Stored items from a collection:

|---|

//! User-facing chat messages.
//!
//! Domain results implement [`std::fmt::Display`] (or are wrapped in a small
//! newtype that does) so that every transport renders identical text.
//!
//! - [`report`]: progress message for a logged weight
//! - [`messages`]: intake confirmations, rejections and fixed replies
//! - [`number`]: decimal formatting helpers
//! - [`overview`]: markdown summary of a plan for terminal output

pub mod messages;
pub mod number;
pub mod overview;
pub mod report;

pub use messages::{PlanSaved, Rejection, NOTHING_TO_CANCEL, NO_PLAN, PLAN_CANCELLED};
pub use number::Decimal;
pub use overview::PlanOverview;
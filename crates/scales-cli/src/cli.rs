//! Local commands run against the tracker without a chat transport.

use anyhow::{bail, Context, Result};
use log::error;
use scales_core::{display::PlanOverview, Tracker};
use tokio::io::{self, AsyncBufReadExt, BufReader};

use crate::{
    args::{LogArgs, PlanArgs, StatusArgs},
    renderer::TerminalRenderer,
};

/// Runs local commands for a single user.
pub struct Cli {
    tracker: Tracker,
    renderer: TerminalRenderer,
    user_id: i64,
}

impl Cli {
    pub fn new(tracker: Tracker, renderer: TerminalRenderer, user_id: i64) -> Self {
        Self {
            tracker,
            renderer,
            user_id,
        }
    }

    /// Answers the three intake questions from the arguments.
    pub async fn create_plan(&self, args: PlanArgs) -> Result<()> {
        let answers = [
            "/plan".to_owned(),
            args.current.to_string(),
            args.target.to_string(),
            args.weeks.to_string(),
        ];

        let mut last_reply = None;
        for answer in &answers {
            last_reply = self
                .tracker
                .handle_message(self.user_id, answer)
                .await
                .context("Failed to create plan")?;
        }

        if self.tracker.intake_state(self.user_id).await.is_some() {
            bail!("Plan intake did not complete");
        }
        if let Some(reply) = last_reply {
            self.renderer.reply(&reply);
        }
        Ok(())
    }

    /// Logs one weight and prints the progress report.
    pub async fn log_weight(&self, args: LogArgs) -> Result<()> {
        let reply = self
            .tracker
            .handle_message(self.user_id, &args.weight.to_string())
            .await
            .context("Failed to log weight")?;

        if let Some(reply) = reply {
            self.renderer.reply(&reply);
        }
        Ok(())
    }

    /// Prints the active plan and history.
    pub async fn show_status(&self, args: StatusArgs) -> Result<()> {
        let plan = self
            .tracker
            .get_plan(self.user_id)
            .await
            .context("Failed to load plan")?;
        let weights = self
            .tracker
            .get_weights(self.user_id)
            .await
            .context("Failed to load weight history")?;

        if args.json {
            let status = serde_json::json!({ "plan": plan, "weights": weights });
            println!("{}", serde_json::to_string_pretty(&status)?);
            return Ok(());
        }

        match plan {
            Some(plan) => self
                .renderer
                .render(&PlanOverview::new(&plan, &weights).to_string()),
            None => self.renderer.reply("No active plan. Create one with `scales plan`."),
        }
        Ok(())
    }

    /// Treats every stdin line as a chat message from the local user.
    ///
    /// Failures are logged and the conversation continues, as on the
    /// webhook.
    pub async fn chat(&self) -> Result<()> {
        let mut lines = BufReader::new(io::stdin()).lines();

        while let Some(line) = lines.next_line().await.context("Failed to read stdin")? {
            let text = line.trim();
            if text.is_empty() {
                continue;
            }

            match self.tracker.handle_message(self.user_id, text).await {
                Ok(Some(reply)) => self.renderer.reply(&reply),
                Ok(None) => {}
                Err(e) => error!("Failed to handle message: {e}"),
            }
        }
        Ok(())
    }
}
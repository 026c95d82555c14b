//! Number formatting helpers.

use std::fmt;

/// Formats a float with at least one fractional digit.
///
/// Whole numbers keep a trailing `.0` while other values print their shortest
/// exact representation.
///
/// # Examples
///
/// ```rust
/// use scales_core::display::Decimal;
///
/// assert_eq!(Decimal(75.0).to_string(), "75.0");
/// assert_eq!(Decimal(4.5).to_string(), "4.5");
/// assert_eq!(Decimal(72.25).to_string(), "72.25");
/// ```
#[derive(Debug, Clone, Copy)]
pub struct Decimal(pub f64);

impl fmt::Display for Decimal {
    fn fmt(&self, f: &mut fmt::Formatter<'_>) -> fmt::Result {
        if self.0.is_finite() && self.0.fract() == 0.0 {
            write!(f, "{:.1}", self.0)
        } else {
            write!(f, "{}", self.0)
        }
    }
}
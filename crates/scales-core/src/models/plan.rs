//! Plan model definition.

use jiff::civil::Date;
use serde::{Deserialize, Serialize};

use super::{GoalDirection, UserProfile};

/// The single active weight goal of a user.
///
/// Plans are never edited in place. A new intake replaces the stored plan
/// wholesale.
#[derive(Debug, Clone, Serialize, Deserialize, PartialEq)]
pub struct Plan {
    /// Chat user the plan belongs to
    pub user_id: i64,

    /// Weight in kg when the plan was created
    pub current_weight: f64,

    /// Goal weight in kg
    pub target_weight: f64,

    /// Planned duration in weeks (may be fractional)
    pub duration_weeks: f64,

    /// Calendar day the plan started
    pub start_date: Date,

    /// User attributes captured at creation
    pub profile: UserProfile,
}

impl Plan {
    /// Direction of the goal, derived from the stored weights.
    pub fn direction(&self) -> GoalDirection {
        GoalDirection::between(self.current_weight, self.target_weight)
    }

    /// Whole days the plan spans (`floor(weeks * 7)`).
    pub fn total_days(&self) -> i64 {
        (self.duration_weeks * 7.0).floor() as i64
    }
}
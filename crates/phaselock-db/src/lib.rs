//! Data layer for Phaselock (`Dragonfly` + `PostgreSQL`).
//!
//! `Dragonfly` holds exported snapshots as content-addressed blobs.
//! `PostgreSQL` holds the commitment ledger. Both implement the
//! collaborator traits the evolution loop is written against, so the node
//! binary can swap them in for the in-memory versions.
//!
//! ```text
//! Evolution loop
//!     |
//!     +-- checkpoint export --> DragonflyBlobStore (BlobStore)
//!     |
//!     +-- commitment -------> PostgresLedger     (LedgerClient)
//! ```
//!
//! # Modules
//!
//! - [`dragonfly`] -- `Dragonfly` connection and [`DragonflyBlobStore`]
//! - [`postgres`] -- `PostgreSQL` connection pool and migrations
//! - [`commitment_store`] -- [`PostgresLedger`] over the `commitments` table
//! - [`error`] -- Shared error types

pub mod commitment_store;
pub mod dragonfly;
pub mod error;
pub mod postgres;

// Re-export primary types for convenience.
pub use commitment_store::{CommitmentRow, PostgresLedger};
pub use dragonfly::{DragonflyBlobStore, DragonflyPool};
pub use error::DbError;
pub use postgres::PostgresPool;
//! In-memory ledger with confirmation and failure injection.
//!
//! Records live in insertion order for the lifetime of the value. Tests use
//! [`InMemoryLedger::fail_next`] to simulate an unreachable ledger and
//! [`InMemoryLedger::confirm`] to play the role of the validators.

use std::collections::BTreeMap;
use std::sync::atomic::{AtomicU32, AtomicU64, Ordering};

use chrono::{DateTime, Utc};
use tokio::sync::{Mutex, broadcast};
use tracing::{debug, info};

use phaselock_types::{Commitment, Digest, TxRef};

use crate::LedgerError;
use crate::client::{LedgerClient, LedgerEvent};

/// Capacity of the event broadcast channel.
const EVENT_CHANNEL_CAPACITY: usize = 256;

/// One submission held by the in-memory ledger.
#[derive(Debug, Clone, PartialEq, Eq)]
pub struct LedgerRecord {
    /// Reference handed back to the submitter.
    pub tx_ref: TxRef,
    /// Evolution count the digest was taken at.
    pub evolution_count: u64,
    /// Whether the digest has been confirmed.
    pub confirmed: bool,
    /// When the submission arrived.
    pub submitted_at: DateTime<Utc>,
}

#[derive(Debug, Default)]
struct Records {
    by_digest: BTreeMap<Digest, LedgerRecord>,
    order: Vec<Digest>,
}

/// A ledger held entirely in process memory.
#[derive(Debug)]
pub struct InMemoryLedger {
    records: Mutex<Records>,
    events: broadcast::Sender<LedgerEvent>,
    auto_confirm: bool,
    pending_failures: AtomicU32,
    next_tx: AtomicU64,
}

impl InMemoryLedger {
    /// Create a ledger that leaves submissions unconfirmed until
    /// [`confirm`](Self::confirm) is called.
    pub fn new() -> Self {
        let (events, _) = broadcast::channel(EVENT_CHANNEL_CAPACITY);
        Self {
            records: Mutex::new(Records::default()),
            events,
            auto_confirm: false,
            pending_failures: AtomicU32::new(0),
            next_tx: AtomicU64::new(0),
        }
    }

    /// Create a ledger that confirms every submission immediately.
    pub fn auto_confirming() -> Self {
        Self {
            auto_confirm: true,
            ..Self::new()
        }
    }

    /// Make the next `count` submissions fail with
    /// [`LedgerError::Unavailable`].
    pub fn fail_next(&self, count: u32) {
        self.pending_failures.store(count, Ordering::SeqCst);
    }

    /// Confirm a previously submitted digest and announce it.
    ///
    /// Confirming an already confirmed digest is a no-op.
    pub async fn confirm(&self, digest: Digest) -> Result<(), LedgerError> {
        let newly_confirmed = {
            let mut records = self.records.lock().await;
            let record = records
                .by_digest
                .get_mut(&digest)
                .ok_or(LedgerError::UnknownDigest { digest })?;
            let was_confirmed = record.confirmed;
            record.confirmed = true;
            !was_confirmed
        };
        if newly_confirmed {
            self.announce(digest);
        }
        Ok(())
    }

    /// All submissions in arrival order.
    pub async fn commitments(&self) -> Vec<Commitment> {
        let records = self.records.lock().await;
        records
            .order
            .iter()
            .filter_map(|digest| {
                records.by_digest.get(digest).map(|record| Commitment {
                    digest: *digest,
                    evolution_count: record.evolution_count,
                    timestamp_ns: 0,
                    confirmed: record.confirmed,
                })
            })
            .collect()
    }

    /// Look up the record for `digest`.
    pub async fn record(&self, digest: Digest) -> Option<LedgerRecord> {
        self.records.lock().await.by_digest.get(&digest).cloned()
    }

    /// Number of accepted submissions.
    pub async fn len(&self) -> usize {
        self.records.lock().await.order.len()
    }

    /// Whether no submission has been accepted.
    pub async fn is_empty(&self) -> bool {
        self.records.lock().await.order.is_empty()
    }

    fn take_injected_failure(&self) -> bool {
        self.pending_failures
            .fetch_update(Ordering::SeqCst, Ordering::SeqCst, |remaining| {
                remaining.checked_sub(1)
            })
            .is_ok()
    }

    fn announce(&self, digest: Digest) {
        // No receivers is fine: nobody is listening yet.
        let _ = self.events.send(LedgerEvent::ConsensusAchieved {
            digest,
            timestamp: Utc::now(),
        });
        info!(digest = %digest, "Commitment confirmed");
    }
}

impl Default for InMemoryLedger {
    fn default() -> Self {
        Self::new()
    }
}

impl LedgerClient for InMemoryLedger {
    async fn submit_commitment(
        &self,
        digest: Digest,
        evolution_count: u64,
    ) -> Result<TxRef, LedgerError> {
        if self.take_injected_failure() {
            return Err(LedgerError::Unavailable {
                reason: String::from("injected failure"),
            });
        }

        let tx_ref = {
            let mut records = self.records.lock().await;
            if records.by_digest.contains_key(&digest) {
                return Err(LedgerError::DuplicateDigest { digest });
            }
            let sequence = self.next_tx.fetch_add(1, Ordering::SeqCst);
            let tx_ref = TxRef(format!("mem-{sequence:08}"));
            records.by_digest.insert(
                digest,
                LedgerRecord {
                    tx_ref: tx_ref.clone(),
                    evolution_count,
                    confirmed: self.auto_confirm,
                    submitted_at: Utc::now(),
                },
            );
            records.order.push(digest);
            tx_ref
        };

        debug!(digest = %digest, evolution_count, tx = %tx_ref, "Commitment recorded");
        if self.auto_confirm {
            self.announce(digest);
        }
        Ok(tx_ref)
    }

    async fn is_confirmed(&self, digest: Digest) -> Result<bool, LedgerError> {
        Ok(self
            .records
            .lock()
            .await
            .by_digest
            .get(&digest)
            .is_some_and(|record| record.confirmed))
    }

    fn subscribe(&self) -> broadcast::Receiver<LedgerEvent> {
        self.events.subscribe()
    }
}
//! Core data structures for the lattice and its external records.
//!
//! Covers `Slot`, `NeighborSet`, `LatticeState`, `Commitment`, and
//! `TelemetryFrame`.

use chrono::{DateTime, Utc};
use serde::{Deserialize, Serialize};

use crate::amplitude::Amplitude;
use crate::digest::Digest;
use crate::numeric::NumericValue;

// ---------------------------------------------------------------------------
// Slot flags
// ---------------------------------------------------------------------------

/// Per-slot status bits set during the most recent step.
#[derive(Debug, Clone, Copy, PartialEq, Eq, Hash, Default, Serialize, Deserialize)]
#[serde(transparent)]
pub struct SlotFlags(pub u8);

impl SlotFlags {
    /// No flags set.
    pub const NONE: Self = Self(0);
    /// The step produced a non-finite value and the previous amplitude was
    /// kept.
    pub const DEGRADED: Self = Self(1);
    /// The amplitude magnitude was clamped to the saturation limit.
    pub const SATURATED: Self = Self(1 << 1);
    /// A complex division floored this slot's magnitude to epsilon.
    pub const FLOORED: Self = Self(1 << 2);

    /// Whether every bit of `other` is set.
    pub const fn contains(self, other: Self) -> bool {
        self.0 & other.0 == other.0
    }

    /// Set every bit of `other`.
    pub const fn insert(&mut self, other: Self) {
        self.0 |= other.0;
    }

    /// Whether no bits are set.
    pub const fn is_empty(self) -> bool {
        self.0 == 0
    }
}

impl core::ops::BitOr for SlotFlags {
    type Output = Self;

    fn bitor(self, rhs: Self) -> Self {
        Self(self.0 | rhs.0)
    }
}

// ---------------------------------------------------------------------------
// Neighbor set
// ---------------------------------------------------------------------------

/// Maximum neighbors per slot.
pub const MAX_NEIGHBORS: usize = 8;

/// Up to [`MAX_NEIGHBORS`] indices into the flat slot array.
#[derive(Debug, Clone, Copy, PartialEq, Eq, Default, Serialize, Deserialize)]
pub struct NeighborSet {
    indices: [u32; MAX_NEIGHBORS],
    len: u8,
}

impl NeighborSet {
    /// An empty neighbor set.
    pub const fn new() -> Self {
        Self {
            indices: [0; MAX_NEIGHBORS],
            len: 0,
        }
    }

    /// Build a set from raw indices.
    ///
    /// Returns `None` if `indices` holds more than [`MAX_NEIGHBORS`]
    /// entries or contains a duplicate.
    pub fn from_slice(indices: &[u32]) -> Option<Self> {
        if indices.len() > MAX_NEIGHBORS {
            return None;
        }
        let mut set = Self::new();
        for &index in indices {
            if set.as_slice().contains(&index) {
                return None;
            }
            set.push(index);
        }
        Some(set)
    }

    /// Add a neighbor index. Duplicates are ignored.
    ///
    /// Returns `false` if the set was already full.
    pub fn push(&mut self, index: u32) -> bool {
        if self.as_slice().contains(&index) {
            return true;
        }
        let position = usize::from(self.len);
        match self.indices.get_mut(position) {
            Some(cell) => {
                *cell = index;
                self.len = self.len.saturating_add(1);
                true
            }
            None => false,
        }
    }

    /// The populated neighbor indices.
    pub fn as_slice(&self) -> &[u32] {
        self.indices.get(..usize::from(self.len)).unwrap_or(&[])
    }

    /// Number of neighbors.
    pub const fn len(&self) -> usize {
        self.len as usize
    }

    /// Whether the set holds no neighbors.
    pub const fn is_empty(&self) -> bool {
        self.len == 0
    }

    /// Whether the set holds [`MAX_NEIGHBORS`] entries.
    pub const fn is_full(&self) -> bool {
        self.len as usize >= MAX_NEIGHBORS
    }
}

// ---------------------------------------------------------------------------
// Slot
// ---------------------------------------------------------------------------

/// One oscillator cell of the lattice.
#[derive(Debug, Clone, Copy, PartialEq, Serialize, Deserialize)]
#[serde(bound = "N: NumericValue")]
pub struct Slot<N> {
    /// Complex amplitude.
    pub amplitude: Amplitude<N>,
    /// Argument of the amplitude, canonical in `(-pi, pi]`.
    pub phase: N,
    /// Wrapped phase change over the last step divided by the step length.
    pub phase_velocity: N,
    /// Status bits from the last step.
    pub flags: SlotFlags,
    /// Coupled neighbors.
    pub neighbors: NeighborSet,
}

impl<N: NumericValue> Slot<N> {
    /// A slot at rest with the given amplitude and neighbors.
    pub fn new(amplitude: Amplitude<N>, neighbors: NeighborSet) -> Self {
        Self {
            amplitude,
            phase: crate::phase::wrap_phase(amplitude.phase()),
            phase_velocity: N::zero(),
            flags: SlotFlags::NONE,
            neighbors,
        }
    }
}

// ---------------------------------------------------------------------------
// Lattice state
// ---------------------------------------------------------------------------

/// Whether the lattice is still evolving or frozen by consensus.
#[derive(Debug, Clone, Copy, PartialEq, Eq, Hash, Default, Serialize, Deserialize)]
#[serde(rename_all = "snake_case")]
pub enum LockState {
    /// Slots advance on every step.
    #[default]
    Evolving,
    /// Consensus was declared; steps are no-ops until a reset or restore.
    Locked,
}

/// Macroscopic state of one lattice.
#[derive(Debug, Clone, Copy, PartialEq, Serialize, Deserialize)]
pub struct LatticeState {
    /// Completed steps. Never decreases except through restore.
    pub evolution_count: u64,
    /// Circular phase variance after the last step.
    pub phase_variance: f64,
    /// BLAKE3 of the evolution count, variance, and slot phases.
    pub state_hash: Digest,
    /// Logical simulation time in nanoseconds.
    pub timestamp_ns: u64,
    /// Consensus lock.
    pub lock: LockState,
}

impl LatticeState {
    /// State of a freshly built lattice.
    pub const fn genesis() -> Self {
        Self {
            evolution_count: 0,
            phase_variance: 0.0,
            state_hash: Digest::ZERO,
            timestamp_ns: 0,
            lock: LockState::Evolving,
        }
    }

    /// Whether consensus has been declared.
    pub const fn consensus_locked(&self) -> bool {
        matches!(self.lock, LockState::Locked)
    }
}

impl Default for LatticeState {
    fn default() -> Self {
        Self::genesis()
    }
}

// ---------------------------------------------------------------------------
// External records
// ---------------------------------------------------------------------------

/// A state commitment handed to the ledger.
#[derive(Debug, Clone, PartialEq, Eq, Hash, Serialize, Deserialize)]
pub struct Commitment {
    /// BLAKE3 of the canonical state encoding.
    pub digest: Digest,
    /// Evolution count the digest was taken at.
    pub evolution_count: u64,
    /// Logical timestamp of that step.
    pub timestamp_ns: u64,
    /// Whether the ledger has confirmed the submission.
    pub confirmed: bool,
}

/// Per-step summary pushed to telemetry sinks.
#[derive(Debug, Clone, PartialEq, Serialize, Deserialize)]
pub struct TelemetryFrame {
    /// Completed steps.
    pub evolution_count: u64,
    /// Circular phase variance.
    pub phase_variance: f64,
    /// State hash after the step.
    pub state_hash: Digest,
    /// Whether consensus is locked.
    pub consensus_locked: bool,
    /// Logical simulation time.
    pub timestamp_ns: u64,
    /// Whether the step clamped or replaced any value.
    pub degraded: bool,
    /// Wall-clock time the frame was produced.
    pub wall_clock: DateTime<Utc>,
}

#[cfg(test)]
#[allow(clippy::unwrap_used)]
mod tests {
    use super::*;

    #[test]
    fn neighbor_set_dedupes_and_caps() {
        let mut set = NeighborSet::new();
        assert!(set.push(3));
        assert!(set.push(3));
        assert_eq!(set.len(), 1);
        for i in 10..17 {
            assert!(set.push(i));
        }
        assert!(set.is_full());
        assert!(!set.push(99));
        assert_eq!(set.len(), MAX_NEIGHBORS);
        assert_eq!(set.as_slice().first(), Some(&3));
    }

    #[test]
    fn neighbor_set_from_slice() {
        let set = NeighborSet::from_slice(&[4, 1, 7]).unwrap();
        assert_eq!(set.as_slice(), &[4, 1, 7]);
        assert!(NeighborSet::from_slice(&[1, 1]).is_none());
        assert!(NeighborSet::from_slice(&[0; 9]).is_none());
    }

    #[test]
    fn flags_combine() {
        let mut flags = SlotFlags::NONE;
        assert!(flags.is_empty());
        flags.insert(SlotFlags::FLOORED);
        assert!(flags.contains(SlotFlags::FLOORED));
        assert!(!flags.contains(SlotFlags::DEGRADED));
        let both = SlotFlags::FLOORED | SlotFlags::SATURATED;
        assert!(both.contains(SlotFlags::SATURATED));
    }

    #[test]
    fn genesis_is_evolving() {
        let state = LatticeState::genesis();
        assert!(!state.consensus_locked());
        assert_eq!(state.evolution_count, 0);
    }

    #[test]
    fn lock_state_serializes_snake_case() {
        let json = serde_json::to_string(&LockState::Locked).unwrap();
        assert_eq!(json, "\"locked\"");
    }

    #[test]
    fn slot_survives_bincode() {
        let mut neighbors = NeighborSet::new();
        neighbors.push(1);
        let slot = Slot::new(Amplitude::new(0.0_f64, 1.0), neighbors);
        let bytes = bincode::serialize(&slot).unwrap();
        let back: Slot<f64> = bincode::deserialize(&bytes).unwrap();
        assert_eq!(back, slot);
    }
}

|---|

Task directions:
Among the lines above, repeat exactly those from the line with "of accepted submissions." to the line with "fn take_injected_failure(&self) ->", counting both ends.

Answer:
    /// Number of accepted submissions.
    pub async fn len(&self) -> usize {
        self.records.lock().await.order.len()
    }

    /// Whether no submission has been accepted.
    pub async fn is_empty(&self) -> bool {
        self.records.lock().await.order.is_empty()
    }

    fn take_injected_failure(&self) -> bool {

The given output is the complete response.